Minha busca por um mundo sem injustiça
Minha busca por um mundo sem injustiça
Narrado por Ursula Menne
Sempre tive um desejo muito forte de ver todas as pessoas serem tratadas com justiça. Por causa disso, fui parar numa prisão na Alemanha Oriental Comunista. E, quem diria, foi ali que aprendi sobre um mundo sem injustiça. Vou explicar melhor.
NASCI em 1922 na cidade alemã de Halle, que tem mais de 1.200 anos de história documentada. Localizada uns 200 quilômetros ao sudoeste de Berlim, Halle foi um dos primeiros lugares de forte tradição protestante. Minha irmã, Käthe, nasceu em 1923. Meu pai servia no Exército e minha mãe cantava no teatro.
Meu forte desejo de corrigir injustiças eu herdei do meu pai.
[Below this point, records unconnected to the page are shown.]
//! Chunk placement on the ring.

use std::collections::HashMap;

use chunkmap_core::{HashRing, Member, MemberId};
use tracing::warn;

use crate::config::ResolutionPolicy;
use crate::error::{RegistryError, Result};

/// Key hashed to place chunk `ordinal` of `file_id`.
///
/// The ordinal is rendered in decimal so every ordinal of a file yields a
/// distinct key.
pub fn placement_key(file_id: &str, ordinal: u32) -> String {
    format!("{file_id}_chunk_{ordinal}")
}

/// Resolve `chunk_count` chunks of `file_id` to members.
///
/// Borrows the registry's table and ring; the caller holds the lock and has
/// already bounded `chunk_count`.
pub(crate) fn resolve_chunks(
    members: &HashMap<MemberId, Member>,
    ring: &HashRing,
    policy: ResolutionPolicy,
    file_id: &str,
    chunk_count: u32,
) -> Result<Vec<Member>> {
    if !members.values().any(Member::is_placeable) {
        return match policy {
            ResolutionPolicy::Strict => Err(RegistryError::NoNodesAvailable),
            ResolutionPolicy::Lenient if members.is_empty() => Ok(Vec::new()),
            // Everyone is dead; hand out whoever is still on record.
            ResolutionPolicy::Lenient => Ok(fill_with_any(members, chunk_count)),
        };
    }

    let mut placed = Vec::new();
    for ordinal in 0..chunk_count {
        let key = placement_key(file_id, ordinal);
        let resolved = ring.resolve(&key);

        match resolved.and_then(|id| members.get(id)) {
            Some(member) => placed.push(member.clone()),
            None => {
                let member_id = resolved
                    .cloned()
                    .unwrap_or_else(|| MemberId::new(""));
                match policy {
                    ResolutionPolicy::Strict => {
                        return Err(RegistryError::StaleAssignment { member_id, ordinal });
                    }
                    ResolutionPolicy::Lenient => {
                        warn!(file_id, ordinal, %member_id, "stale ring entry, substituting");
                        if let Some(member) = any_member(members) {
                            placed.push(member.clone());
                        }
                    }
                }
            }
        }
    }

    Ok(placed)
}

/// Arbitrary member, preferring placeable ones. Iteration-order dependent.
fn any_member(members: &HashMap<MemberId, Member>) -> Option<&Member> {
    members
        .values()
        .find(|m| m.is_placeable())
        .or_else(|| members.values().next())
}

fn fill_with_any(members: &HashMap<MemberId, Member>, chunk_count: u32) -> Vec<Member> {
    any_member(members)
        .map(|m| std::iter::repeat(m).take(chunk_count as usize).cloned().collect())
        .unwrap_or_default()
}
//! Per-file chunk assignment records.
//!
//! Written once when an uploader asks for placement, read back by
//! downloaders so they fetch from where chunks were actually sent even if
//! the ring has changed since.

use chunkmap_core::MemberId;
use serde::{Deserialize, Serialize};

/// Where one chunk of a file was assigned.
#[derive(Debug, Clone, PartialEq, Eq, Serialize, Deserialize)]
pub struct ChunkAssignment {
    pub ordinal: u32,
    /// Key that was hashed onto the ring for this chunk.
    pub placement_key: String,
    pub member_id: MemberId,
}

/// Chunk index of an uploaded file.
#[derive(Debug, Clone, PartialEq, Eq, Serialize, Deserialize)]
pub struct FileMetadata {
    pub file_id: String,
    pub chunk_count: u32,
    /// One entry per ordinal, in ordinal order.
    pub chunks: Vec<ChunkAssignment>,
}

impl FileMetadata {
    /// Member holding chunk `ordinal`, if the file has that many chunks.
    pub fn member_for(&self, ordinal: u32) -> Option<&MemberId> {
        self.chunks
            .get(ordinal as usize)
            .map(|chunk| &chunk.member_id)
    }
}
//! Membership client.

use std::net::SocketAddr;
use std::time::Duration;

use chunkmap_core::Member;
use chunkmap_registry::FileMetadata;
use tokio::net::{TcpStream, ToSocketAddrs};
use tokio::time::timeout;
use tracing::debug;

use crate::codec::{read_frame, write_frame};
use crate::error::TransportError;
use crate::protocol::{Request, Response};

/// A connection to the tracker.
///
/// Calls are sequential: each waits for its response before the next is
/// sent. Every call, and every connect, is bounded by `timeout`.
///
/// Any transport failure (timeout, I/O, closed or garbled stream) drops the
/// connection, since a late reply may still be in flight on it. The next call
/// dials the tracker again. Calls are never retried.
#[derive(Debug)]
pub struct MembershipClient {
    addr: SocketAddr,
    stream: Option<TcpStream>,
    timeout: Duration,
}

impl MembershipClient {
    pub async fn connect(
        addr: impl ToSocketAddrs,
        call_timeout: Duration,
    ) -> Result<Self, TransportError> {
        let stream = dial(addr, call_timeout).await?;
        Ok(Self {
            addr: stream.peer_addr()?,
            stream: Some(stream),
            timeout: call_timeout,
        })
    }

    /// Tracker address this client dials.
    pub fn peer_addr(&self) -> SocketAddr {
        self.addr
    }

    /// Whether a connection is currently open. `false` after a transport
    /// failure, until the next call reconnects.
    pub fn is_connected(&self) -> bool {
        self.stream.is_some()
    }

    /// Send a request and wait for its response.
    ///
    /// [`Response::Error`] is turned into [`TransportError::Remote`]; the
    /// connection stays open in that case.
    pub async fn call(&mut self, request: Request) -> Result<Response, TransportError> {
        let op = request.op();
        let mut stream = match self.stream.take() {
            Some(stream) => stream,
            None => {
                debug!(op, addr = %self.addr, "reconnecting");
                dial(self.addr, self.timeout).await?
            }
        };

        let call_timeout = self.timeout;
        let outcome = timeout(call_timeout, exchange(&mut stream, &request))
            .await
            .unwrap_or_else(|_| Err(TransportError::Timeout(call_timeout)));

        match outcome {
            Ok(response) => {
                self.stream = Some(stream);
                debug!(op, "call completed");
                match response {
                    Response::Error { kind, message } => {
                        Err(TransportError::Remote { kind, message })
                    }
                    other => Ok(other),
                }
            }
            Err(e) => {
                debug!(op, %e, "call failed, dropping connection");
                Err(e)
            }
        }
    }

    /// Register a storage node. Returns the server's message.
    pub async fn register(
        &mut self,
        id: impl Into<String>,
        address: impl Into<String>,
        available_capacity: u64,
    ) -> Result<String, TransportError> {
        let request = Request::Register {
            id: id.into(),
            address: address.into(),
            available_capacity,
        };
        match self.call(request).await? {
            Response::Registered { message, .. } => Ok(message),
            _ => Err(TransportError::UnexpectedResponse("register")),
        }
    }

    pub async fn heartbeat(
        &mut self,
        id: impl Into<String>,
        available_capacity: u64,
        chunk_count: u64,
    ) -> Result<bool, TransportError> {
        let request = Request::Heartbeat {
            id: id.into(),
            available_capacity,
            chunk_count,
        };
        match self.call(request).await? {
            Response::HeartbeatAck { success } => Ok(success),
            _ => Err(TransportError::UnexpectedResponse("heartbeat")),
        }
    }

    /// Members to upload each chunk of a file to, in ordinal order.
    pub async fn upload_nodes(
        &mut self,
        file_id: impl Into<String>,
        chunk_count: u32,
    ) -> Result<Vec<Member>, TransportError> {
        let request = Request::GetUploadNodes {
            file_id: file_id.into(),
            chunk_count,
        };
        match self.call(request).await? {
            Response::UploadNodes { nodes } => Ok(nodes),
            _ => Err(TransportError::UnexpectedResponse("get_upload_nodes")),
        }
    }

    pub async fn get_node(&mut self, id: impl Into<String>) -> Result<Option<Member>, TransportError> {
        match self.call(Request::GetNode { id: id.into() }).await? {
            Response::Node { node } => Ok(node),
            _ => Err(TransportError::UnexpectedResponse("get_node")),
        }
    }

    pub async fn list_nodes(&mut self) -> Result<Vec<Member>, TransportError> {
        match self.call(Request::ListNodes).await? {
            Response::Nodes { nodes } => Ok(nodes),
            _ => Err(TransportError::UnexpectedResponse("list_nodes")),
        }
    }

    pub async fn file_metadata(
        &mut self,
        file_id: impl Into<String>,
    ) -> Result<Option<FileMetadata>, TransportError> {
        let request = Request::GetFileMetadata {
            file_id: file_id.into(),
        };
        match self.call(request).await? {
            Response::FileMetadata { metadata } => Ok(metadata),
            _ => Err(TransportError::UnexpectedResponse("get_file_metadata")),
        }
    }

    /// Members currently holding a recorded file's chunks, in ordinal order.
    pub async fn locate_file(
        &mut self,
        file_id: impl Into<String>,
    ) -> Result<Vec<Member>, TransportError> {
        let request = Request::LocateFile {
            file_id: file_id.into(),
        };
        match self.call(request).await? {
            Response::FileLocation { nodes } => Ok(nodes),
            _ => Err(TransportError::UnexpectedResponse("locate_file")),
        }
    }

    pub async fn deregister(&mut self, id: impl Into<String>) -> Result<Member, TransportError> {
        match self.call(Request::Deregister { id: id.into() }).await? {
            Response::Deregistered { member } => Ok(member),
            _ => Err(TransportError::UnexpectedResponse("deregister")),
        }
    }
}

async fn dial(addr: impl ToSocketAddrs, call_timeout: Duration) -> Result<TcpStream, TransportError> {
    let stream = timeout(call_timeout, TcpStream::connect(addr))
        .await
        .map_err(|_| TransportError::Timeout(call_timeout))??;
    stream.set_nodelay(true)?;
    Ok(stream)
}

async fn exchange(stream: &mut TcpStream, request: &Request) -> Result<Response, TransportError> {
    write_frame(stream, request).await?;
    read_frame::<_, Response>(stream)
        .await?
        .ok_or(TransportError::ConnectionClosed)
}
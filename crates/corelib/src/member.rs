//! Cluster member records.
//!
//! A member is a storage node as the registry knows it. Identity is an opaque
//! string assigned by the storage process itself; the registry never mints
//! ids.

use std::borrow::Borrow;
use std::fmt;
use std::str::FromStr;
use std::time::{Duration, Instant};

use serde::{Deserialize, Serialize};

use crate::error::Error;

/// Stable identifier of a storage node.
///
/// Newtype over `String` so member ids cannot be confused with file ids or
/// addresses at call sites.
#[derive(Clone, PartialEq, Eq, PartialOrd, Ord, Hash, Debug, Serialize, Deserialize)]
#[serde(transparent)]
pub struct MemberId(String);

impl MemberId {
    /// Wrap an id without validation.
    pub fn new(id: impl Into<String>) -> Self {
        Self(id.into())
    }

    pub fn as_str(&self) -> &str {
        &self.0
    }

    pub fn into_inner(self) -> String {
        self.0
    }
}

impl fmt::Display for MemberId {
    fn fmt(&self, f: &mut fmt::Formatter<'_>) -> fmt::Result {
        f.write_str(&self.0)
    }
}

impl FromStr for MemberId {
    type Err = Error;

    /// Parses a user-supplied id, rejecting blank input.
    fn from_str(s: &str) -> Result<Self, Self::Err> {
        let trimmed = s.trim();
        if trimmed.is_empty() {
            return Err(Error::InvalidMember("member id must not be empty".into()));
        }
        Ok(Self(trimmed.to_string()))
    }
}

impl From<&str> for MemberId {
    fn from(id: &str) -> Self {
        Self::new(id)
    }
}

impl From<String> for MemberId {
    fn from(id: String) -> Self {
        Self(id)
    }
}

impl AsRef<str> for MemberId {
    fn as_ref(&self) -> &str {
        &self.0
    }
}

impl Borrow<str> for MemberId {
    fn borrow(&self) -> &str {
        &self.0
    }
}

/// Observed liveness of a member.
#[derive(Clone, Copy, PartialEq, Eq, Hash, Debug, Serialize, Deserialize)]
pub enum MemberStatus {
    /// Registered or heartbeating within the suspect timeout.
    Active,
    /// Missed heartbeats for longer than the suspect timeout. Still placed.
    Suspect,
    /// Missed heartbeats for longer than the dead timeout. Removed from the ring.
    Dead,
}

impl MemberStatus {
    pub fn as_str(&self) -> &'static str {
        match self {
            MemberStatus::Active => "active",
            MemberStatus::Suspect => "suspect",
            MemberStatus::Dead => "dead",
        }
    }
}

impl fmt::Display for MemberStatus {
    fn fmt(&self, f: &mut fmt::Formatter<'_>) -> fmt::Result {
        f.write_str(self.as_str())
    }
}

/// A storage node as tracked by the registry.
///
/// Keep this struct cheap to clone: listings hand out owned snapshots.
#[derive(Clone, Debug, PartialEq, Serialize, Deserialize)]
pub struct Member {
    pub id: MemberId,
    /// Data-plane address. Opaque; never validated.
    pub address: String,
    pub status: MemberStatus,
    /// Last reported free capacity in bytes. Advisory only.
    pub available_capacity: u64,
    /// Last reported number of stored chunks.
    pub chunk_count: u64,
    /// When the last register or heartbeat was applied. Process-local.
    #[serde(skip)]
    pub last_heartbeat: Option<Instant>,
}

impl Member {
    /// Construct an active member with no heartbeat recorded yet.
    pub fn new(id: impl Into<MemberId>, address: impl Into<String>, available_capacity: u64) -> Self {
        Self {
            id: id.into(),
            address: address.into(),
            status: MemberStatus::Active,
            available_capacity,
            chunk_count: 0,
            last_heartbeat: None,
        }
    }

    /// Whether placement may route chunks to this member.
    #[inline]
    pub fn is_placeable(&self) -> bool {
        self.status != MemberStatus::Dead
    }

    /// Time elapsed since the last heartbeat, if one was ever recorded.
    pub fn since_heartbeat(&self, now: Instant) -> Option<Duration> {
        self.last_heartbeat
            .map(|seen| now.saturating_duration_since(seen))
    }
}

#[cfg(test)]
mod tests {
    use super::*;

    #[test]
    fn test_member_id_parse_rejects_blank() {
        assert!("".parse::<MemberId>().is_err());
        assert!("   ".parse::<MemberId>().is_err());
        assert_eq!("  n1 ".parse::<MemberId>().unwrap(), MemberId::new("n1"));
    }

    #[test]
    fn test_member_id_borrows_as_str() {
        let mut map = std::collections::HashMap::new();
        map.insert(MemberId::new("n1"), 1);
        assert_eq!(map.get("n1"), Some(&1));
    }

    #[test]
    fn test_new_member_is_active() {
        let member = Member::new("n1", "localhost:50052", 100);
        assert_eq!(member.status, MemberStatus::Active);
        assert!(member.is_placeable());
        assert_eq!(member.since_heartbeat(Instant::now()), None);
    }

    #[test]
    fn test_dead_member_is_not_placeable() {
        let mut member = Member::new("n1", "localhost:50052", 100);
        member.status = MemberStatus::Suspect;
        assert!(member.is_placeable());
        member.status = MemberStatus::Dead;
        assert!(!member.is_placeable());
    }

    #[test]
    fn test_since_heartbeat() {
        let mut member = Member::new("n1", "localhost:50052", 100);
        let seen = Instant::now();
        member.last_heartbeat = Some(seen);
        let later = seen + Duration::from_secs(3);
        assert_eq!(member.since_heartbeat(later), Some(Duration::from_secs(3)));
    }
}
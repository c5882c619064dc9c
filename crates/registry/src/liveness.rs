//! Heartbeat-based liveness.
//!
//! Members move `Active -> Suspect -> Dead` as their last heartbeat ages
//! past the configured timeouts. Dead members leave the ring but stay in the
//! table so operators can still see them; any heartbeat or re-registration
//! brings them back.
//!
//! Classification runs on a periodic background task, never on the query
//! path.

use std::sync::Arc;
use std::time::Instant;

use chunkmap_core::{MemberId, MemberStatus};
use metrics::{counter, gauge};
use tokio::sync::watch;
use tokio::task::JoinHandle;
use tokio::time::MissedTickBehavior;
use tracing::{debug, info, warn};

use crate::config::LivenessConfig;
use crate::registry::{NodeRegistry, RegistryState};

/// Status changes made by one sweep.
#[derive(Debug, Clone, Default, PartialEq, Eq)]
pub struct SweepReport {
    /// Members that went from active to suspect.
    pub suspected: Vec<MemberId>,
    /// Members declared dead and removed from the ring.
    pub died: Vec<MemberId>,
}

impl SweepReport {
    pub fn is_empty(&self) -> bool {
        self.suspected.is_empty() && self.died.is_empty()
    }
}

/// Apply the timeouts to every member. Caller holds the write lock.
pub(crate) fn classify(
    state: &mut RegistryState,
    liveness: &LivenessConfig,
    now: Instant,
) -> SweepReport {
    let suspect_after = liveness.suspect_timeout();
    let dead_after = liveness.dead_timeout();
    let mut report = SweepReport::default();

    for member in state.members.values_mut() {
        let Some(silence) = member.since_heartbeat(now) else {
            continue;
        };

        match member.status {
            MemberStatus::Dead => {}
            _ if silence >= dead_after => {
                member.status = MemberStatus::Dead;
                report.died.push(member.id.clone());
            }
            MemberStatus::Active if silence >= suspect_after => {
                member.status = MemberStatus::Suspect;
                report.suspected.push(member.id.clone());
            }
            _ => {}
        }
    }

    for id in &report.died {
        state.ring.remove_member(id);
        warn!(member = %id, "member declared dead, removed from ring");
    }
    for id in &report.suspected {
        debug!(member = %id, "member is now suspect");
    }

    counter!("chunkmap_members_died_total").increment(report.died.len() as u64);
    gauge!("chunkmap_ring_members").set(state.ring.member_count() as f64);
    report
}

/// Start the periodic sweep.
///
/// Returns `None` when expiry is disabled in the registry's config. The task
/// exits once `shutdown` flips to `true` or its sender is dropped.
pub fn spawn_sweeper(
    registry: Arc<NodeRegistry>,
    mut shutdown: watch::Receiver<bool>,
) -> Option<JoinHandle<()>> {
    let period = registry.config().liveness.as_ref()?.sweep_interval();

    Some(tokio::spawn(async move {
        info!(?period, "liveness sweeper started");
        let mut interval = tokio::time::interval(period);
        interval.set_missed_tick_behavior(MissedTickBehavior::Delay);

        loop {
            tokio::select! {
                _ = interval.tick() => {
                    registry.sweep(Instant::now());
                }
                changed = shutdown.changed() => {
                    if changed.is_err() || *shutdown.borrow() {
                        break;
                    }
                }
            }
        }

        info!("liveness sweeper stopped");
    }))
}

#[cfg(test)]
mod tests {
    use std::time::Duration;

    use super::*;
    use crate::config::RegistryConfig;
    use crate::registry::HeartbeatOutcome;

    fn registry() -> NodeRegistry {
        let liveness = LivenessConfig {
            suspect_timeout_secs: 10,
            dead_timeout_secs: 30,
            sweep_interval_secs: 1,
        };
        NodeRegistry::new(
            RegistryConfig::default()
                .with_replica_factor(16)
                .with_liveness(liveness),
        )
        .unwrap()
    }

    fn status(registry: &NodeRegistry, id: &str) -> MemberStatus {
        registry.get_member(id).unwrap().status
    }

    #[test]
    fn test_fresh_members_stay_active() {
        let registry = registry();
        registry.register("n1", "a:1", 100);
        assert!(registry.sweep(Instant::now()).is_empty());
        assert_eq!(status(&registry, "n1"), MemberStatus::Active);
    }

    #[test]
    fn test_active_suspect_dead() {
        let registry = registry();
        let start = Instant::now();
        registry.register_at("n1", "a:1", 100, start);
        registry.register_at("n2", "a:2", 100, start);

        let report = registry.sweep(start + Duration::from_secs(12));
        assert_eq!(report.suspected.len(), 2);
        assert_eq!(status(&registry, "n1"), MemberStatus::Suspect);
        assert_eq!(registry.ring_members().len(), 2, "suspects keep their vnodes");

        registry
            .heartbeat_at("n2", 100, 0, start + Duration::from_secs(25))
            .unwrap();
        let report = registry.sweep(start + Duration::from_secs(31));
        assert_eq!(report.died, vec![MemberId::new("n1")]);
        assert!(report.suspected.is_empty());
        assert_eq!(status(&registry, "n1"), MemberStatus::Dead);
        assert_eq!(status(&registry, "n2"), MemberStatus::Active);

        let on_ring = registry.ring_members();
        assert!(!on_ring.contains(&MemberId::new("n1")));
        assert!(on_ring.contains(&MemberId::new("n2")));
        assert_eq!(registry.len(), 2, "dead members stay listed");

        let placed = registry.resolve_placement("file1", 8).unwrap();
        assert!(placed.iter().all(|m| m.id.as_str() == "n2"));
    }

    #[test]
    fn test_suspect_goes_straight_to_dead() {
        let registry = registry();
        let start = Instant::now();
        registry.register_at("n1", "a:1", 100, start);

        let report = registry.sweep(start + Duration::from_secs(45));
        assert_eq!(report.died, vec![MemberId::new("n1")]);
        assert!(report.suspected.is_empty());
        assert!(registry.sweep(start + Duration::from_secs(90)).is_empty());
    }

    #[test]
    fn test_heartbeat_revives_dead_member() {
        let registry = registry();
        registry.register("n1", "a:1", 100);
        registry.sweep(Instant::now() + Duration::from_secs(60));
        assert_eq!(status(&registry, "n1"), MemberStatus::Dead);
        assert_eq!(registry.ring_entries(), 0);

        assert_eq!(registry.heartbeat("n1", 50, 3), Ok(HeartbeatOutcome::Revived));
        assert_eq!(status(&registry, "n1"), MemberStatus::Active);
        assert_eq!(registry.ring_entries(), 16);
    }

    #[test]
    fn test_reregister_revives_dead_member() {
        let registry = registry();
        registry.register("n1", "a:1", 100);
        registry.sweep(Instant::now() + Duration::from_secs(60));

        registry.register("n1", "a:1", 100);
        assert_eq!(status(&registry, "n1"), MemberStatus::Active);
        assert_eq!(registry.ring_entries(), 16);
    }

    #[test]
    fn test_sweep_disabled_without_liveness() {
        let registry = NodeRegistry::new(RegistryConfig::default()).unwrap();
        registry.register("n1", "a:1", 100);
        let report = registry.sweep(Instant::now() + Duration::from_secs(3600));
        assert!(report.is_empty());
        assert_eq!(status(&registry, "n1"), MemberStatus::Active);
    }

    #[tokio::test(start_paused = true)]
    async fn test_sweeper_task_stops_on_shutdown() {
        let registry = Arc::new(registry());
        let (tx, rx) = watch::channel(false);
        let handle = spawn_sweeper(Arc::clone(&registry), rx).unwrap();

        tokio::time::sleep(Duration::from_secs(3)).await;
        tx.send(true).unwrap();
        handle.await.unwrap();
    }

    #[test]
    fn test_no_sweeper_without_liveness() {
        let registry = Arc::new(NodeRegistry::new(RegistryConfig::default()).unwrap());
        let (_tx, rx) = watch::channel(false);
        assert!(spawn_sweeper(registry, rx).is_none());
    }
}
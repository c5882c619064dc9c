//! Builder for [`HashRing`].

use crate::error::{Error, Result};
use crate::member::MemberId;
use crate::partitioner::{Crc32Partitioner, Partitioner};
use crate::ring::ring::{HashRing, DEFAULT_REPLICA_FACTOR};

/// Fluent construction of a ring with an initial membership.
///
/// # Example
///
/// ```rust
/// use chunkmap_core::RingBuilder;
///
/// let ring = RingBuilder::new()
///     .with_replica_factor(8)
///     .add_member("n1")
///     .add_member("n2")
///     .build()
///     .unwrap();
/// assert_eq!(ring.entry_count(), 16);
/// ```
#[derive(Debug, Clone)]
pub struct RingBuilder<P: Partitioner = Crc32Partitioner> {
    replica_factor: usize,
    partitioner: P,
    members: Vec<MemberId>,
}

impl RingBuilder<Crc32Partitioner> {
    pub fn new() -> Self {
        Self {
            replica_factor: DEFAULT_REPLICA_FACTOR,
            partitioner: Crc32Partitioner,
            members: Vec::new(),
        }
    }
}

impl Default for RingBuilder<Crc32Partitioner> {
    fn default() -> Self {
        Self::new()
    }
}

impl<P: Partitioner> RingBuilder<P> {
    /// Virtual nodes per member. Must be at least 1.
    pub fn with_replica_factor(mut self, replica_factor: usize) -> Self {
        self.replica_factor = replica_factor;
        self
    }

    /// Swap the hashing scheme.
    pub fn with_partitioner<Q: Partitioner>(self, partitioner: Q) -> RingBuilder<Q> {
        RingBuilder {
            replica_factor: self.replica_factor,
            partitioner,
            members: self.members,
        }
    }

    /// Queue a member. Duplicates are added once.
    pub fn add_member(mut self, id: impl Into<MemberId>) -> Self {
        let id = id.into();
        if !self.members.contains(&id) {
            self.members.push(id);
        }
        self
    }

    pub fn build(self) -> Result<HashRing<P>> {
        if self.replica_factor == 0 {
            return Err(Error::InvalidConfig(
                "replica factor must be at least 1".into(),
            ));
        }

        let mut ring = HashRing::with_partitioner(self.replica_factor, self.partitioner);
        for id in &self.members {
            ring.add_member(id);
        }
        Ok(ring)
    }
}
//! Logging setup.

use tracing_subscriber::EnvFilter;

/// Install the console subscriber.
///
/// `RUST_LOG` wins over `level` when set. Call once, before any events are
/// emitted.
pub fn init(level: &str) {
    let filter = EnvFilter::try_from_default_env().unwrap_or_else(|_| EnvFilter::new(level));
    tracing_subscriber::fmt()
        .with_env_filter(filter)
        .with_writer(std::io::stderr)
        .init();
}
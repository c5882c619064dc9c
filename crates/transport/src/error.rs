//! Error types for the transport crate.

use std::time::Duration;

use crate::protocol::ErrorKind;

/// Errors produced by the membership transport.
#[derive(Debug, thiserror::Error)]
pub enum TransportError {
    /// Socket-level failure.
    #[error("io error: {0}")]
    Io(#[from] std::io::Error),

    /// A frame payload could not be encoded or decoded.
    #[error("codec error: {0}")]
    Codec(#[from] bincode::Error),

    /// Declared frame length exceeds the limit.
    #[error("frame of {len} bytes exceeds limit of {max}")]
    FrameTooLarge { len: usize, max: usize },

    /// The peer did not answer in time.
    #[error("timed out after {0:?}")]
    Timeout(Duration),

    /// The peer closed the connection before answering.
    #[error("connection closed")]
    ConnectionClosed,

    /// The server answered with an error.
    #[error("{kind}: {message}")]
    Remote { kind: ErrorKind, message: String },

    /// The server answered with the wrong response variant.
    #[error("unexpected response to {0}")]
    UnexpectedResponse(&'static str),
}

impl TransportError {
    /// The server-side error kind, if this error came from the server.
    pub fn remote_kind(&self) -> Option<ErrorKind> {
        match self {
            TransportError::Remote { kind, .. } => Some(*kind),
            _ => None,
        }
    }
}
Por exemplo, ele comprou uma loja quando saiu do Exército, e a maioria dos clientes era pobre. Ele sentia pena deles e por isso vendia a crédito. Mas, por causa dessa atitude nobre, a loja acabou falindo. Esse ocorrido deveria ter me ensinado que lutar contra a desigualdade e a injustiça é muito mais complicado do que parece. Mas o idealismo juvenil é uma chama difícil de apagar.
Da minha mãe eu herdei o talento artístico. Foi com ela que eu e Käthe aprendemos sobre música, canto e dança. Eu era uma criança cheia de vida, e eu e minha irmã tínhamos uma vida maravilhosa, isto é, até 1939.
O início de um pesadelo
Depois de terminar o ensino fundamental, eu tive aulas de balé, onde também aprendi a Ausdruckstanz (que significa “dança de expressão”), ensinada por Mary Wigman. Ela foi pioneira na dança expressionista, estilo no qual o artista usa a dança para expressar seus sentimentos. Também comecei a pintar. Assim, o início de minha adolescência foi feliz e cheio de empolgação, e eu aprendi muitas coisas. Mas tudo mudou em 1939, quando veio a Segunda Guerra Mundial. Outra tragédia aconteceu em 1941, quando meu pai morreu de tuberculose.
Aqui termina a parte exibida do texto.